As traditional education models face growing scrutiny, a Maine-based company is gaining national traction by reimagining what student success looks like. WHILDE LLC—founded by educator and education reformer Jessica Molloy, M.Ed.—helps families move beyond tutoring and test prep with a method that meets students where they are and supports who they’re meant to become.
While WHILDE is best known for its work with students who learn differently—including those with ADHD, autism, dyslexia, and anxiety—its approach is proving transformative for learners of all types. Whether a student is struggling, bored, anxious, or simply stuck in a system that doesn’t fit, WHILDE offers something most schools don’t: a deep, individualized understanding of the whole child.
At the heart of WHILDE’s work is the WHILDE Method, a three-stage framework: Discover. Evolve. Flourish. The journey begins with a comprehensive look at how a student learns, thinks, and functions academically, emotionally, and physically. This includes WHILDE’s proprietary B·A·I·N·E·S Framework, which explores six essential but often overlooked growth factors: Behavior, Aspiration, Interests, Nutrition, Exercise, and Sleep.
“We’re not here to fix kids,” says Molloy. “We’re here to uncover who they are, help them see it too, and give them the tools to lead themselves forward.”
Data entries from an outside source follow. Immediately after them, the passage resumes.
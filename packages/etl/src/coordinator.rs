//! Job lifecycle around [`run_pipeline`].

use std::sync::Arc;
use std::time::Duration;

use chrono::{NaiveDate, Utc};
use tokio::task::JoinHandle;
use tokio::time::Instant;
use uuid::Uuid;
use zone_safety_database::SafetyStore;
use zone_safety_etl_models::{EtlJob, RunRequest, SKIPPED_KEY, ZONES_KEY};
use zone_safety_source::progress::{ProgressCallback, null_progress};

use crate::EtlError;
use crate::pipeline::{Feeds, PipelineSettings, PipelineStats, RunContext, ZoneCounters, run_pipeline};

/// Observes job events. The query engine uses it to drop cached scores.
pub trait JobListener: Send + Sync {
    /// A forced refresh is about to recompute `as_of`.
    fn refresh_started(&self, _as_of: NaiveDate) {}

    /// A job reached a terminal state and was saved.
    fn job_finished(&self, _job: &EtlJob) {}
}

/// Progress sinks for one run.
#[derive(Clone)]
pub struct RunProgress {
    /// Incident records fetched.
    pub fetch: Arc<dyn ProgressCallback>,
    /// Zones scored.
    pub zones: Arc<dyn ProgressCallback>,
}

impl Default for RunProgress {
    fn default() -> Self {
        Self {
            fetch: null_progress(),
            zones: null_progress(),
        }
    }
}

/// A job running in the background.
pub struct JobHandle {
    id: Uuid,
    as_of: NaiveDate,
    counters: Arc<ZoneCounters>,
    task: JoinHandle<Result<EtlJob, EtlError>>,
}

impl JobHandle {
    #[must_use]
    pub const fn id(&self) -> Uuid {
        self.id
    }

    #[must_use]
    pub const fn as_of(&self) -> NaiveDate {
        self.as_of
    }

    /// `(zones completed, zones total)` so far.
    #[must_use]
    pub fn progress(&self) -> (u64, u64) {
        self.counters.snapshot()
    }

    #[must_use]
    pub fn is_finished(&self) -> bool {
        self.task.is_finished()
    }

    /// Waits for the job to reach a terminal state.
    ///
    /// A pipeline failure still yields `Ok` with a `FAILED` job; `Err` means
    /// the job record itself could not be saved.
    ///
    /// # Errors
    ///
    /// Returns [`EtlError`] if the job task panicked or its record could
    /// not be persisted.
    pub async fn wait(self) -> Result<EtlJob, EtlError> {
        self.task.await?
    }
}

/// Runs jobs and reports their status.
#[derive(Clone)]
pub struct JobCoordinator {
    feeds: Feeds,
    store: Arc<dyn SafetyStore>,
    settings: Arc<PipelineSettings>,
    listeners: Vec<Arc<dyn JobListener>>,
}

impl JobCoordinator {
    #[must_use]
    pub fn new(feeds: Feeds, store: Arc<dyn SafetyStore>, settings: PipelineSettings) -> Self {
        Self {
            feeds,
            store,
            settings: Arc::new(settings),
            listeners: Vec::new(),
        }
    }

    #[must_use]
    pub fn with_listener(mut self, listener: Arc<dyn JobListener>) -> Self {
        self.listeners.push(listener);
        self
    }

    #[must_use]
    pub fn settings(&self) -> &PipelineSettings {
        &self.settings
    }

    /// Starts a job without progress reporting.
    ///
    /// # Errors
    ///
    /// Returns [`EtlError::Db`] if the `PENDING` job cannot be saved.
    pub async fn run(&self, request: RunRequest) -> Result<JobHandle, EtlError> {
        self.run_with_progress(request, RunProgress::default()).await
    }

    /// Saves a `PENDING` job and starts it on a background task.
    ///
    /// # Errors
    ///
    /// Returns [`EtlError::Db`] if the `PENDING` job cannot be saved.
    pub async fn run_with_progress(
        &self,
        request: RunRequest,
        progress: RunProgress,
    ) -> Result<JobHandle, EtlError> {
        let now = Utc::now();
        let as_of = request.resolve_as_of(now.date_naive());
        let job = EtlJob::new(request.mode, as_of, now);
        self.store.save_job(&job)?;

        log::info!("Created {} job {} for {as_of}", job.mode, job.id);

        let id = job.id;
        let counters = Arc::new(ZoneCounters::default());
        let this = self.clone();
        let task_counters = counters.clone();
        let task = tokio::spawn(async move {
            this.execute(job, request, progress, task_counters).await
        });

        Ok(JobHandle {
            id,
            as_of,
            counters,
            task,
        })
    }

    /// Looks up a job's current record.
    ///
    /// # Errors
    ///
    /// Returns [`EtlError::Db`] if the lookup fails.
    pub fn status(&self, id: Uuid) -> Result<Option<EtlJob>, EtlError> {
        Ok(self.store.get_job(id)?)
    }

    async fn execute(
        &self,
        mut job: EtlJob,
        request: RunRequest,
        progress: RunProgress,
        counters: Arc<ZoneCounters>,
    ) -> Result<EtlJob, EtlError> {
        job.start(Utc::now())?;
        job.set_metadata("force_refresh", request.force_refresh);
        if let Some(zones) = &request.zones {
            job.set_metadata(ZONES_KEY, zones.clone());
        }
        self.store.save_job(&job)?;

        if request.force_refresh {
            for listener in &self.listeners {
                listener.refresh_started(job.as_of);
            }
        } else if let Some(cached) = self
            .store
            .succeeded_jobs(Some(job.as_of))?
            .into_iter()
            .find(|prior| prior.covers(request.zones.as_deref()))
        {
            log::info!(
                "Scores for {} already computed by job {}, skipping",
                job.as_of,
                cached.id
            );
            job.set_metadata(SKIPPED_KEY, true);
            job.set_metadata("cached_job_id", cached.id.to_string());
            job.succeed(Utc::now(), 0)?;
            return self.finish(job);
        }

        let secs = self.settings.etl.job_timeout_secs;
        let ctx = RunContext {
            feeds: self.feeds.clone(),
            store: self.store.clone(),
            settings: self.settings.clone(),
            job_id: job.id,
            as_of: job.as_of,
            request,
            progress,
            counters: counters.clone(),
            deadline: deadline_after(secs),
        };

        let outcome = run_pipeline(&ctx).await;

        let (completed, total) = counters.snapshot();
        job.zones_completed = completed;
        job.zones_total = total;
        job.set_metadata("zones_completed", completed);

        match outcome {
            Ok(stats) => {
                record_stats(&mut job, &stats);
                job.succeed(Utc::now(), stats.zones_scored)?;
            }
            Err(e) => {
                log::error!("Job {} failed: {e}", job.id);
                job.fail(Utc::now(), e.to_string())?;
            }
        }

        self.finish(job)
    }

    fn finish(&self, job: EtlJob) -> Result<EtlJob, EtlError> {
        self.store.save_job(&job)?;

        log::info!(
            "Job {} {}: {} zone rows written, {}/{} zones",
            job.id,
            job.status,
            job.records_processed,
            job.zones_completed,
            job.zones_total,
        );

        for listener in &self.listeners {
            listener.job_finished(&job);
        }
        Ok(job)
    }
}

/// `secs` from now, saturating far in the future.
fn deadline_after(secs: u64) -> Instant {
    let now = Instant::now();
    now.checked_add(Duration::from_secs(secs))
        .unwrap_or_else(|| now + Duration::from_secs(30 * 365 * 86_400))
}

fn record_stats(job: &mut EtlJob, stats: &PipelineStats) {
    job.set_metadata("fetched", stats.fetched);
    job.set_metadata("inserted_incidents", stats.inserted);
    job.set_metadata("skipped_total", stats.skipped.total());
    if let Ok(skipped) = serde_json::to_value(&stats.skipped) {
        job.set_metadata("skipped_records", skipped);
    }
    job.set_metadata("unattributed_incidents", stats.unattributed_incidents);
    job.set_metadata("excluded_incidents", stats.excluded_incidents);
    if let Some(window) = stats.window {
        job.set_metadata("window_start", window.start.to_rfc3339());
        job.set_metadata("window_end", window.end.to_rfc3339());
    }
}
That philosophy stems from lived experience. Molloy, who has dyslexia and is the mother of four daughters—two of whom are autistic—knows firsthand the emotional toll of being misunderstood in a system built for conformity. Her background in education, social work, and behavioral science informed the development of WHILDE’s method.
WHILDE services include Executive Function Coaching, Diverse Learning Support, Parent Coaching, and Personalized Evaluations for ages 5 to 25. Their flagship evaluation—the WHILDE Blueprint—offers families a comprehensive profile of a student’s strengths, executive function, and wellness patterns.
One parent, Lacey F., whose son struggled for years, described the transformation: “For the first time, someone truly saw my child. WHILDE didn’t try to change him—they helped him understand himself. Now he walks into each day with confidence, direction, and belief in himself.”
WHILDE also runs The WHILDE School, a nonprofit micro-school designed for students who need more than what the traditional model provides.
Among WHILDE’s most impactful innovations is the Confidence Index, a research-based tool that tracks growth in four key areas: learning confidence, systems confidence, connection confidence, and resilience. Developed to close what WHILDE calls the Confidence Gap, the Index helps families and educators measure self-belief, regulation, and independence over time.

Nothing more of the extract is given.